The main functions of the PCM are:
- Overcharge protection to prevent over-charging above 4.2V
- Overdischarge protection to prevent over-discharging below 2.5-3V
- Short circuit protection via fuses and current monitoring
- Cell balancing in multi-cell packs
- Providing connection points for battery terminals
Does every 18650 battery have a PCB?
The vast majority of 18650 cells will have a PCB installed, but there are some “raw” unprotected cells without PCMs. These should not be used without an external PCM for safety. Protected cells with onboard PCMs are recommended.

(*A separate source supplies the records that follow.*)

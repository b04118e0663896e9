//! Polling message feed.
//!
//! The storefront has no push channel. [`MessageFeed`] refetches the full
//! visible message set on a timer and replaces its snapshot wholesale.
//!
//! Every fetch takes a sequence number when it is issued. A response is
//! applied only if its sequence is newer than the one already applied, so a
//! slow response from an earlier tick can never overwrite a newer snapshot.

use std::sync::Arc;
use std::sync::atomic::{AtomicU64, Ordering};
use std::time::Duration;

use chrono::{DateTime, Utc};
use tokio::sync::watch;
use tokio::task::{JoinHandle, JoinSet};
use tokio::time::MissedTickBehavior;
use tracing::debug;

use bazaar_core::{Message, Projection, UserId};

use crate::client::ApiClient;
use crate::error::ClientError;

/// How often the feed refetches messages.
pub const POLL_INTERVAL: Duration = Duration::from_secs(3);

/// The message set as of one applied fetch.
#[derive(Debug, Clone, Default)]
pub struct Snapshot {
    /// Sequence of the fetch that produced this snapshot; 0 before the first.
    pub sequence: u64,
    /// Visible messages, oldest first. Empty when logged out.
    pub messages: Arc<[Message]>,
    /// When the fetch was applied.
    pub fetched_at: Option<DateTime<Utc>>,
}

impl Snapshot {
    /// Replace the message set if `sequence` is newer than the applied one.
    ///
    /// Returns whether the snapshot changed.
    pub fn apply(
        &mut self,
        sequence: u64,
        messages: Vec<Message>,
        fetched_at: DateTime<Utc>,
    ) -> bool {
        if sequence <= self.sequence {
            return false;
        }
        self.sequence = sequence;
        self.messages = messages.into();
        self.fetched_at = Some(fetched_at);
        true
    }

    /// Group the snapshot into conversations as seen by `principal`.
    #[must_use]
    pub fn projection(&self, principal: UserId) -> Projection {
        Projection::build(&self.messages, principal)
    }
}

/// Shared, polling view of `/api/messages`.
///
/// Cheap to clone; clones share the sequence counter and the snapshot.
#[derive(Clone)]
pub struct MessageFeed {
    inner: Arc<FeedInner>,
}

struct FeedInner {
    client: ApiClient,
    next_sequence: AtomicU64,
    snapshots: watch::Sender<Snapshot>,
}

impl MessageFeed {
    #[must_use]
    pub fn new(client: ApiClient) -> Self {
        let (snapshots, _) = watch::channel(Snapshot::default());
        Self {
            inner: Arc::new(FeedInner {
                client,
                next_sequence: AtomicU64::new(0),
                snapshots,
            }),
        }
    }

    /// The client used for fetching and sending.
    #[must_use]
    pub fn client(&self) -> &ApiClient {
        &self.inner.client
    }

    /// Receive every applied snapshot.
    #[must_use]
    pub fn subscribe(&self) -> watch::Receiver<Snapshot> {
        self.inner.snapshots.subscribe()
    }

    /// The latest applied snapshot.
    #[must_use]
    pub fn snapshot(&self) -> Snapshot {
        self.inner.snapshots.borrow().clone()
    }

    /// Fetch the message set once.
    ///
    /// A 401 is treated as an empty message set. Returns whether the response
    /// was applied; `false` means a newer fetch had already landed.
    ///
    /// # Errors
    ///
    /// Returns any other client error.
    pub async fn refresh(&self) -> Result<bool, ClientError> {
        let sequence = self.next_sequence();
        let messages = match self.inner.client.messages().await {
            Ok(messages) => messages,
            Err(e) if e.is_unauthorized() => Vec::new(),
            Err(e) => return Err(e),
        };

        let applied = self.apply(sequence, messages);
        if !applied {
            debug!(sequence, "Discarded stale message poll");
        }
        Ok(applied)
    }

    /// Send a message, then refetch immediately.
    ///
    /// # Errors
    ///
    /// Returns an error if sending fails. A failed refetch is only logged.
    pub async fn send(
        &self,
        receiver_id: Option<UserId>,
        content: &str,
    ) -> Result<Message, ClientError> {
        let message = self.inner.client.send_message(receiver_id, content).await?;
        if let Err(e) = self.refresh().await {
            debug!(error = %e, "Refetch after send failed");
        }
        Ok(message)
    }

    /// Start polling every `interval`.
    ///
    /// Each tick spawns its own fetch, so a slow request never delays the
    /// next one. Fetch failures are logged at debug and otherwise ignored.
    #[must_use = "dropping the handle stops polling"]
    pub fn spawn(&self, interval: Duration) -> PollerHandle {
        let feed = self.clone();
        let task = tokio::spawn(async move {
            let mut ticker = tokio::time::interval(interval);
            ticker.set_missed_tick_behavior(MissedTickBehavior::Delay);
            let mut fetches = JoinSet::new();

            loop {
                ticker.tick().await;
                while fetches.try_join_next().is_some() {}

                let feed = feed.clone();
                fetches.spawn(async move {
                    if let Err(e) = feed.refresh().await {
                        debug!(error = %e, "Message poll failed");
                    }
                });
            }
        });

        PollerHandle { task }
    }

    fn next_sequence(&self) -> u64 {
        self.inner.next_sequence.fetch_add(1, Ordering::Relaxed) + 1
    }

    fn apply(&self, sequence: u64, messages: Vec<Message>) -> bool {
        self.inner
            .snapshots
            .send_if_modified(|snapshot| snapshot.apply(sequence, messages, Utc::now()))
    }
}

/// Running poll loop. Dropping it stops the loop and any fetch in flight.
#[derive(Debug)]
pub struct PollerHandle {
    task: JoinHandle<()>,
}

impl PollerHandle {
    /// Stop polling.
    pub fn stop(self) {
        drop(self);
    }

    #[must_use]
    pub fn is_finished(&self) -> bool {
        self.task.is_finished()
    }
}

impl Drop for PollerHandle {
    fn drop(&mut self) {
        self.task.abort();
    }
}

#[cfg(test)]
#[allow(clippy::unwrap_used)]
mod tests {
    use bazaar_core::MessageId;

    use super::*;

    fn message(id: i32, content: &str) -> Message {
        Message {
            id: MessageId::new(id),
            sender_id: UserId::new(2),
            receiver_id: None,
            content: content.to_string(),
            created_at: Utc::now(),
        }
    }

    fn feed() -> MessageFeed {
        // Nothing listens here; these tests never hit the network
        MessageFeed::new(ApiClient::new("http://127.0.0.1:9").unwrap())
    }

    #[test]
    fn test_newer_sequence_replaces_messages() {
        let mut snapshot = Snapshot::default();
        assert!(snapshot.apply(1, vec![message(1, "hello")], Utc::now()));
        assert!(snapshot.apply(2, vec![message(1, "hello"), message(2, "còn hàng không?")], Utc::now()));

        assert_eq!(snapshot.sequence, 2);
        assert_eq!(snapshot.messages.len(), 2);
        assert!(snapshot.fetched_at.is_some());
    }

    #[test]
    fn test_stale_sequence_is_discarded() {
        let mut snapshot = Snapshot::default();
        // Fetch 2 lands before fetch 1
        assert!(snapshot.apply(2, vec![message(1, "hello"), message(2, "newer")], Utc::now()));
        assert!(!snapshot.apply(1, vec![message(1, "hello")], Utc::now()));

        assert_eq!(snapshot.sequence, 2);
        assert_eq!(snapshot.messages.len(), 2);
    }

    #[test]
    fn test_same_sequence_applies_once() {
        let mut snapshot = Snapshot::default();
        assert!(snapshot.apply(1, vec![message(1, "hello")], Utc::now()));
        assert!(!snapshot.apply(1, Vec::new(), Utc::now()));
        assert_eq!(snapshot.messages.len(), 1);
    }

    #[test]
    fn test_empty_set_replaces_messages() {
        let mut snapshot = Snapshot::default();
        snapshot.apply(1, vec![message(1, "hello")], Utc::now());
        assert!(snapshot.apply(2, Vec::new(), Utc::now()));
        assert!(snapshot.messages.is_empty());
    }

    #[tokio::test]
    async fn test_subscribers_only_see_applied_snapshots() {
        let feed = feed();
        let mut rx = feed.subscribe();

        let first = feed.next_sequence();
        let second = feed.next_sequence();
        assert!(first < second);

        assert!(feed.apply(second, vec![message(1, "hello")]));
        assert!(rx.has_changed().unwrap());
        assert_eq!(rx.borrow_and_update().sequence, second);

        assert!(!feed.apply(first, Vec::new()));
        assert!(!rx.has_changed().unwrap());
        assert_eq!(feed.snapshot().messages.len(), 1);
    }

    #[tokio::test]
    async fn test_clones_share_sequence() {
        let feed = feed();
        let other = feed.clone();
        let a = feed.next_sequence();
        let b = other.next_sequence();
        assert_eq!(b, a + 1);
    }

    #[tokio::test]
    async fn test_dropping_handle_stops_poller() {
        let feed = feed();
        let handle = feed.spawn(Duration::from_secs(3600));
        let poll_task = handle.task.abort_handle();
        assert!(!handle.is_finished());

        handle.stop();
        tokio::task::yield_now().await;
        // Give the runtime a moment to process the abort
        for _ in 0..10 {
            if poll_task.is_finished() {
                break;
            }
            tokio::time::sleep(Duration::from_millis(10)).await;
        }
        assert!(poll_task.is_finished());
    }
}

Where is the PCM located on an 18650?
The PCM is located on the bottom end of an 18650 cell, connected between the positive and negative terminals. The protection IC and other components are on the flat surface of the PCM board.
Can an 18650 work without a PCM?
Bare 18650 cell cores will function without a PCM but have risks. There is potential for over-charge, over-discharge, short circuits and cell imbalance in packs. For reliable and safe operation, a PCM is highly recommended.
Is the PCM replaceable if damaged?
Generally no, the PCM on most 18650 cells is factory fitted and not designed to be replaced. If the PCM is damaged, the entire cell/pack should be replaced for safety. Trying to replace the PCM carries risks of short circuits.
Does a PCM reduce the battery capacity?
The PCM does use a tiny amount of power itself, so it causes a minor reduction in usable capacity. But this is small (under 5%) compared to the huge benefits in battery protection and enhanced safety it provides.